EMERGENCY ACCESS ONLY?
I went on a walk the other day and came across this sign. BTW its incredible the number of times the Lord has spoke to my heart through street signs...Anyway this sign really got me thinking:It is far too often that mankind only seeks God when life is in shambles. Often when we are at our lowest of lows, we cry out to the Creator. We want Him to come rescue us from our misery, patch our life up and take away the pain. That's all good stuff, because the Lord REALLY loves us and wants to be our Helper. However, if that's the only time we are reaching out for His hand, then what's the point? What's the point of asking God for His help and then once everything is all peachy keen, forget about Him??  Seriously, how sad! Its almost as if we don't take God seriously...or at least we take Him only seriously enough to believe Him in times of crisis, but not in times of peace. How quickly we forget the One who saved us. 

WAITING WITH OPEN ARMS
We think we can handle life on our own if we just keep our chin up. We are strong enough, smart enough, etc, right?
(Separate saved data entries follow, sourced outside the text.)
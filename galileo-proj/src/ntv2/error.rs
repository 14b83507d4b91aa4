//! Error type of the NTv2 decoder.

use thiserror::Error;

/// Error decoding an NTv2 grid shift file.
#[derive(Debug, Error)]
pub enum Ntv2Error {
    /// The data does not start with a valid NTv2 overview header.
    #[error("not an NTv2 file: {0}")]
    Header(String),
    /// The data ends before all declared records are read.
    #[error("unexpected end of data while reading {0}")]
    Truncated(String),
    /// Number of nodes declared by a sub-grid does not match its extent.
    #[error("sub-grid '{sub_grid}' declares {declared} nodes, but its extent requires {expected}")]
    NodeCount {
        /// Sub-grid name.
        sub_grid: String,
        /// `GS_COUNT` value.
        declared: usize,
        /// Number of nodes computed from extent and spacing.
        expected: usize,
    },
    /// Sub-grid extent or spacing is not usable.
    #[error("invalid extent of sub-grid '{0}'")]
    Extent(String),
    /// Sub-grid references a parent that is not in the file.
    #[error("parent '{parent}' of sub-grid '{sub_grid}' not found")]
    UnknownParent {
        /// Sub-grid name.
        sub_grid: String,
        /// Name of the missing parent.
        parent: String,
    },
}
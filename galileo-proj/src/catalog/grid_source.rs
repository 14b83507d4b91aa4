use crate::error::GalileoProjError;
use bytes::Bytes;
use log::{debug, warn};
use std::io::ErrorKind;
use std::path::{Path, PathBuf};

/// Provides the content of grid shift files by name.
pub trait GridSource: Send + Sync {
    /// Loads the grid file. Returns `Ok(None)` if the source does not have it.
    fn load(&self, name: &str) -> Result<Option<Bytes>, GalileoProjError>;
}

/// Loads grid files from a folder in the file system.
#[derive(Debug, Clone)]
pub struct DirectoryGridSource {
    root: PathBuf,
}

impl DirectoryGridSource {
    /// Creates a source reading from the given folder.
    pub fn new(root: impl Into<PathBuf>) -> Self {
        Self { root: root.into() }
    }

    /// The folder.
    pub fn root(&self) -> &Path {
        &self.root
    }
}

impl GridSource for DirectoryGridSource {
    fn load(&self, name: &str) -> Result<Option<Bytes>, GalileoProjError> {
        if name.is_empty() || name.contains(['/', '\\']) || name == ".." {
            warn!("Grid name '{name}' is not a plain file name");
            return Ok(None);
        }

        let path = self.root.join(name);
        match std::fs::read(&path) {
            Ok(data) => {
                debug!("Read {} bytes from {}", data.len(), path.display());
                Ok(Some(Bytes::from(data)))
            }
            Err(err) if err.kind() == ErrorKind::NotFound => Ok(None),
            Err(err) => Err(err.into()),
        }
    }
}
In all actuality, maybe we can keep that up for a while, but sooner of later, our world comes crashing down. And guess who's still there, non-judgmentally, waiting with open arms... I am so glad we don't have to walk this life alone! God will love us no less whether we choose to walk AWAY or walk WITH Him, but doesn't the choice seem obvious?

I thank God for the consistency of His character, despite all the inconsistency of mine!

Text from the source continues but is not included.